WORK ITEM. Write all of the entries again. Keep them exactly as they are.

DATA UNDER STUDY.

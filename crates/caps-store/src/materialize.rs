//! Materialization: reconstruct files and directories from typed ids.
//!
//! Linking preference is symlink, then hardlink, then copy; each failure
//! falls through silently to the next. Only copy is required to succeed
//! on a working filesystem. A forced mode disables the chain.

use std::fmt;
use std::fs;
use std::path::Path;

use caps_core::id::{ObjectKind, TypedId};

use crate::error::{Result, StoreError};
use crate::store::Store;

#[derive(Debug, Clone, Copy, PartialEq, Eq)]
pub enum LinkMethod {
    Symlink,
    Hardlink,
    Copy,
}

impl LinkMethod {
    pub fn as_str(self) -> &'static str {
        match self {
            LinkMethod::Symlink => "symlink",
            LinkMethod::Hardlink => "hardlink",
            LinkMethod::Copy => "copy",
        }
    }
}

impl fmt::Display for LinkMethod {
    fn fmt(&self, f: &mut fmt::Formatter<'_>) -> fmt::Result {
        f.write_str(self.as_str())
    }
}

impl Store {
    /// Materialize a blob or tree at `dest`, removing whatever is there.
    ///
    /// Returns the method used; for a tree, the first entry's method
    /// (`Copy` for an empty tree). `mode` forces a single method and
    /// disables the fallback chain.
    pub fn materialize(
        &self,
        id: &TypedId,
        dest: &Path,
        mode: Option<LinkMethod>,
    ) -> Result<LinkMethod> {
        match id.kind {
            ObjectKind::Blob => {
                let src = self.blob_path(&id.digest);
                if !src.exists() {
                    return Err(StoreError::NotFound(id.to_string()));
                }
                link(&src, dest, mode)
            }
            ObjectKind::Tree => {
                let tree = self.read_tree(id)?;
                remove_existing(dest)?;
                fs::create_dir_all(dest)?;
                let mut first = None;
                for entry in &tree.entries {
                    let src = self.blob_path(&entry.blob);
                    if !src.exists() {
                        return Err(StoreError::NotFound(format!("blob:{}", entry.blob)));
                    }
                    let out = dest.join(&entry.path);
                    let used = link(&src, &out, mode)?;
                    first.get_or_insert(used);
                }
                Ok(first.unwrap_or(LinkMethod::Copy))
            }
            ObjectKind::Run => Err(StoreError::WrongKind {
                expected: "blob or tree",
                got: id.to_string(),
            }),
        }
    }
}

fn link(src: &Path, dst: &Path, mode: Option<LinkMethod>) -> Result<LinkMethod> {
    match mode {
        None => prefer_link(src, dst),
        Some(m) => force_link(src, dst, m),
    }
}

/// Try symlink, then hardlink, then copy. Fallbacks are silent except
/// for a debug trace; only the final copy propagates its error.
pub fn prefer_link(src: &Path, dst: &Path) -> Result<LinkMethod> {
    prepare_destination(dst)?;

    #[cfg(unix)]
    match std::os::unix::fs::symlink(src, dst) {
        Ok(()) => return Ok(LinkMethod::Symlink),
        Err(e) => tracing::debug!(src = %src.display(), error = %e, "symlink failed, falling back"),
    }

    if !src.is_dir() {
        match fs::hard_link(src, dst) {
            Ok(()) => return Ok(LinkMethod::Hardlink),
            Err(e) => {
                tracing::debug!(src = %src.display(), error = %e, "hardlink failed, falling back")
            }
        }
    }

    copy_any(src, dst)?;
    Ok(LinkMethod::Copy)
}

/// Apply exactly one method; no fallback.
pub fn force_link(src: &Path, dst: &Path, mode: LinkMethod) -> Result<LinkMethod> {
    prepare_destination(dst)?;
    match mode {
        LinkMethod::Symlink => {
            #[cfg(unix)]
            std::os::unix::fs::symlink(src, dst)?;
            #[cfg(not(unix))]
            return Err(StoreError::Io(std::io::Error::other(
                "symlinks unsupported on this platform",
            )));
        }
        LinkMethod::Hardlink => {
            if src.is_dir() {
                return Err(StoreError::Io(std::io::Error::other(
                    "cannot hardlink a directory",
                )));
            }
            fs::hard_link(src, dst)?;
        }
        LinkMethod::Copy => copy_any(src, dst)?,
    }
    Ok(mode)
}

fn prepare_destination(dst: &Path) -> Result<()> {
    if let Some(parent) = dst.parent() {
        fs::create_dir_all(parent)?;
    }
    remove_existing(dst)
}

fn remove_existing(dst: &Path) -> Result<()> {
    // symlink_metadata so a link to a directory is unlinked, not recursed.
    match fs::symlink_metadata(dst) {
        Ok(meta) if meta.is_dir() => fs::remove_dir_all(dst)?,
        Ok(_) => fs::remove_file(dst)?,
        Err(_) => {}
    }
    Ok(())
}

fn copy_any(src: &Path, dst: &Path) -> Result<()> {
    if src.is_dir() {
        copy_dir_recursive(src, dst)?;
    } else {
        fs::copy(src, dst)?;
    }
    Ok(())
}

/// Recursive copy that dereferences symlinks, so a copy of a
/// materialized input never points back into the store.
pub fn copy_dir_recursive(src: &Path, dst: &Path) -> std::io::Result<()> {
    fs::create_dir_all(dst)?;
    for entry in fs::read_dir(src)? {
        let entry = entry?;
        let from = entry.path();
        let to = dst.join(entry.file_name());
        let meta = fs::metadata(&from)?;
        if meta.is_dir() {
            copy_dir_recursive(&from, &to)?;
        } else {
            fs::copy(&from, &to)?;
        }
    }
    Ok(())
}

SOLUTION TO THE EXERCISE.
filename crates/caps-store/src/materialize.rs
//! Materialization: reconstruct files and directories from typed ids.
//!
//! Linking preference is symlink, then hardlink, then copy; each failure
//! falls through silently to the next. Only copy is required to succeed
//! on a working filesystem. A forced mode disables the chain.

use std::fmt;
use std::fs;
use std::path::Path;

use caps_core::id::{ObjectKind, TypedId};

use crate::error::{Result, StoreError};
use crate::store::Store;

#[derive(Debug, Clone, Copy, PartialEq, Eq)]
pub enum LinkMethod {
    Symlink,
    Hardlink,
    Copy,
}

impl LinkMethod {
    pub fn as_str(self) -> &'static str {
        match self {
            LinkMethod::Symlink => "symlink",
            LinkMethod::Hardlink => "hardlink",
            LinkMethod::Copy => "copy",
        }
    }
}

impl fmt::Display for LinkMethod {
    fn fmt(&self, f: &mut fmt::Formatter<'_>) -> fmt::Result {
        f.write_str(self.as_str())
    }
}

impl Store {
    /// Materialize a blob or tree at `dest`, removing whatever is there.
    ///
    /// Returns the method used; for a tree, the first entry's method
    /// (`Copy` for an empty tree). `mode` forces a single method and
    /// disables the fallback chain.
    pub fn materialize(
        &self,
        id: &TypedId,
        dest: &Path,
        mode: Option<LinkMethod>,
    ) -> Result<LinkMethod> {
        match id.kind {
            ObjectKind::Blob => {
                let src = self.blob_path(&id.digest);
                if !src.exists() {
                    return Err(StoreError::NotFound(id.to_string()));
                }
                link(&src, dest, mode)
            }
            ObjectKind::Tree => {
                let tree = self.read_tree(id)?;
                remove_existing(dest)?;
                fs::create_dir_all(dest)?;
                let mut first = None;
                for entry in &tree.entries {
                    let src = self.blob_path(&entry.blob);
                    if !src.exists() {
                        return Err(StoreError::NotFound(format!("blob:{}", entry.blob)));
                    }
                    let out = dest.join(&entry.path);
                    let used = link(&src, &out, mode)?;
                    first.get_or_insert(used);
                }
                Ok(first.unwrap_or(LinkMethod::Copy))
            }
            ObjectKind::Run => Err(StoreError::WrongKind {
                expected: "blob or tree",
                got: id.to_string(),
            }),
        }
    }
}

fn link(src: &Path, dst: &Path, mode: Option<LinkMethod>) -> Result<LinkMethod> {
    match mode {
        None => prefer_link(src, dst),
        Some(m) => force_link(src, dst, m),
    }
}

/// Try symlink, then hardlink, then copy. Fallbacks are silent except
/// for a debug trace; only the final copy propagates its error.
pub fn prefer_link(src: &Path, dst: &Path) -> Result<LinkMethod> {
    prepare_destination(dst)?;

    #[cfg(unix)]
    match std::os::unix::fs::symlink(src, dst) {
        Ok(()) => return Ok(LinkMethod::Symlink),
        Err(e) => tracing::debug!(src = %src.display(), error = %e, "symlink failed, falling back"),
    }

    if !src.is_dir() {
        match fs::hard_link(src, dst) {
            Ok(()) => return Ok(LinkMethod::Hardlink),
            Err(e) => {
                tracing::debug!(src = %src.display(), error = %e, "hardlink failed, falling back")
            }
        }
    }

    copy_any(src, dst)?;
    Ok(LinkMethod::Copy)
}

/// Apply exactly one method; no fallback.
pub fn force_link(src: &Path, dst: &Path, mode: LinkMethod) -> Result<LinkMethod> {
    prepare_destination(dst)?;
    match mode {
        LinkMethod::Symlink => {
            #[cfg(unix)]
            std::os::unix::fs::symlink(src, dst)?;
            #[cfg(not(unix))]
            return Err(StoreError::Io(std::io::Error::other(
                "symlinks unsupported on this platform",
            )));
        }
        LinkMethod::Hardlink => {
            if src.is_dir() {
                return Err(StoreError::Io(std::io::Error::other(
                    "cannot hardlink a directory",
                )));
            }
            fs::hard_link(src, dst)?;
        }
        LinkMethod::Copy => copy_any(src, dst)?,
    }
    Ok(mode)
}

fn prepare_destination(dst: &Path) -> Result<()> {
    if let Some(parent) = dst.parent() {
        fs::create_dir_all(parent)?;
    }
    remove_existing(dst)
}

fn remove_existing(dst: &Path) -> Result<()> {
    // symlink_metadata so a link to a directory is unlinked, not recursed.
    match fs::symlink_metadata(dst) {
        Ok(meta) if meta.is_dir() => fs::remove_dir_all(dst)?,
        Ok(_) => fs::remove_file(dst)?,
        Err(_) => {}
    }
    Ok(())
}

fn copy_any(src: &Path, dst: &Path) -> Result<()> {
    if src.is_dir() {
        copy_dir_recursive(src, dst)?;
    } else {
        fs::copy(src, dst)?;
    }
    Ok(())
}

/// Recursive copy that dereferences symlinks, so a copy of a
/// materialized input never points back into the store.
pub fn copy_dir_recursive(src: &Path, dst: &Path) -> std::io::Result<()> {
    fs::create_dir_all(dst)?;
    for entry in fs::read_dir(src)? {
        let entry = entry?;
        let from = entry.path();
        let to = dst.join(entry.file_name());
        let meta = fs::metadata(&from)?;
        if meta.is_dir() {
            copy_dir_recursive(&from, &to)?;
        } else {
            fs::copy(&from, &to)?;
        }
    }
    Ok(())
}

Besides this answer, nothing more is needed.